Work to be completed:
Go to the line containing "self.backend.clone().ok_or(SecretsError::NotConfigured)" in the records below and print it and every following line exactly, on through the line containing "#[allow(unreachable_patterns)]", then stop.

[Opening Available data section]

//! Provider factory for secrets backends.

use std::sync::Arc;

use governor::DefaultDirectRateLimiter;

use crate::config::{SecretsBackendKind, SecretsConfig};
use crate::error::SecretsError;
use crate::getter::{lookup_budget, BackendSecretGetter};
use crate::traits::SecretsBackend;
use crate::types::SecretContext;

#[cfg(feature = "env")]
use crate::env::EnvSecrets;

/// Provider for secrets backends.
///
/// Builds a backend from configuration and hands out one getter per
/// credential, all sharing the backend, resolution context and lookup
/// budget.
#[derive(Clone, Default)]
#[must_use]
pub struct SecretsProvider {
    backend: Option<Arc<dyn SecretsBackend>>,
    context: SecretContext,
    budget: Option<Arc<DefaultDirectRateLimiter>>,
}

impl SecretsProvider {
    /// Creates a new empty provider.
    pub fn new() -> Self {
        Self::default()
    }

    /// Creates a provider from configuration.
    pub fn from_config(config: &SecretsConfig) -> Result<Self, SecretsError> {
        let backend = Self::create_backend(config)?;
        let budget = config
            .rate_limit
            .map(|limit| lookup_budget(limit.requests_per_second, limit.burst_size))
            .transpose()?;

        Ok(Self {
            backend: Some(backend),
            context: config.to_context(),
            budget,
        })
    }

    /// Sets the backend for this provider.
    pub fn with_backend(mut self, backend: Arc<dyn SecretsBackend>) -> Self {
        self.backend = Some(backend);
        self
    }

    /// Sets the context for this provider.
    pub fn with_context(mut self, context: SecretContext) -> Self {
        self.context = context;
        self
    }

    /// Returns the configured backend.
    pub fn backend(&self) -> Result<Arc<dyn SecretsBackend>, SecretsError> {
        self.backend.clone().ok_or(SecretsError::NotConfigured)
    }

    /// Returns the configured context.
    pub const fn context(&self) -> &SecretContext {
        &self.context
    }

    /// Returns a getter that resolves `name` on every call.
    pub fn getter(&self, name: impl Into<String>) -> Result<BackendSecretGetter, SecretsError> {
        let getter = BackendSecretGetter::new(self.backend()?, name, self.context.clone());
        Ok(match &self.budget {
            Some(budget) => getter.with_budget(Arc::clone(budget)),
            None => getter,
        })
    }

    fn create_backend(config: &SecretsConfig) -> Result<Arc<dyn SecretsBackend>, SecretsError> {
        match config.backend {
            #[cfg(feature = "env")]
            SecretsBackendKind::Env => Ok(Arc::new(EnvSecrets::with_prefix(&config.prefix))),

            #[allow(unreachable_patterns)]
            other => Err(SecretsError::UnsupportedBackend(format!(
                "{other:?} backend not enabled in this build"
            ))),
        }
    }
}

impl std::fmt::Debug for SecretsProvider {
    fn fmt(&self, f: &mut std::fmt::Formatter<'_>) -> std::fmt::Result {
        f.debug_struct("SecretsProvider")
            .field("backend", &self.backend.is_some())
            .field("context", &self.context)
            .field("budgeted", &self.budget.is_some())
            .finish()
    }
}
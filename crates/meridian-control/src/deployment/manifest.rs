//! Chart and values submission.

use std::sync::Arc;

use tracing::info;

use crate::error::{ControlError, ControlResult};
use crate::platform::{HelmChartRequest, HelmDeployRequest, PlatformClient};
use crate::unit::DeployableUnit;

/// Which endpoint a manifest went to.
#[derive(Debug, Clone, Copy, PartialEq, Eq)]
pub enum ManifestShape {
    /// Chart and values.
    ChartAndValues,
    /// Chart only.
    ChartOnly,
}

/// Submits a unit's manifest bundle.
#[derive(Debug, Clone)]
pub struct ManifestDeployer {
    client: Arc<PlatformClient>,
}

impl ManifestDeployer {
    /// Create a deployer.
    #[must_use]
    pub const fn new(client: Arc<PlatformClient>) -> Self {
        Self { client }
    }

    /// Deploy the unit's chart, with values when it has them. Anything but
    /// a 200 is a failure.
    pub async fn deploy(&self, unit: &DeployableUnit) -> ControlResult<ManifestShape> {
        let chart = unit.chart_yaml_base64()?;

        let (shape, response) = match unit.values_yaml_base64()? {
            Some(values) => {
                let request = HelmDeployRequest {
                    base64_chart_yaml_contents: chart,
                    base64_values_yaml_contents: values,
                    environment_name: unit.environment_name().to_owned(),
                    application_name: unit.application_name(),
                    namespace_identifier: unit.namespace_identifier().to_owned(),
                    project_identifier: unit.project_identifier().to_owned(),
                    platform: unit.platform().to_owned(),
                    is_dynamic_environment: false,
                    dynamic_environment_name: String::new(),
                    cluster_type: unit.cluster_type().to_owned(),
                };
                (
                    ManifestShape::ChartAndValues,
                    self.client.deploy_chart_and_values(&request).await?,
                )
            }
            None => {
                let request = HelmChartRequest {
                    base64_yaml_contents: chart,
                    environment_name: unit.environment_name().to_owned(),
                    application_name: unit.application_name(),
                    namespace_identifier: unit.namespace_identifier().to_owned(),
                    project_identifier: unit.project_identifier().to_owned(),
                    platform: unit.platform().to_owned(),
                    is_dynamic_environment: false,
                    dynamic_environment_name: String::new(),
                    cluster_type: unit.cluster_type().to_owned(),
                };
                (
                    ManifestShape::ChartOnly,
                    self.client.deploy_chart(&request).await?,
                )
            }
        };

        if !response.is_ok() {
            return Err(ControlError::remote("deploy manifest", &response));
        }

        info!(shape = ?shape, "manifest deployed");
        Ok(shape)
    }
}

[Closing Available data section]

Output for this task:
        self.backend.clone().ok_or(SecretsError::NotConfigured)
    }

    /// Returns the configured context.
    pub const fn context(&self) -> &SecretContext {
        &self.context
    }

    /// Returns a getter that resolves `name` on every call.
    pub fn getter(&self, name: impl Into<String>) -> Result<BackendSecretGetter, SecretsError> {
        let getter = BackendSecretGetter::new(self.backend()?, name, self.context.clone());
        Ok(match &self.budget {
            Some(budget) => getter.with_budget(Arc::clone(budget)),
            None => getter,
        })
    }

    fn create_backend(config: &SecretsConfig) -> Result<Arc<dyn SecretsBackend>, SecretsError> {
        match config.backend {
            #[cfg(feature = "env")]
            SecretsBackendKind::Env => Ok(Arc::new(EnvSecrets::with_prefix(&config.prefix))),

            #[allow(unreachable_patterns)]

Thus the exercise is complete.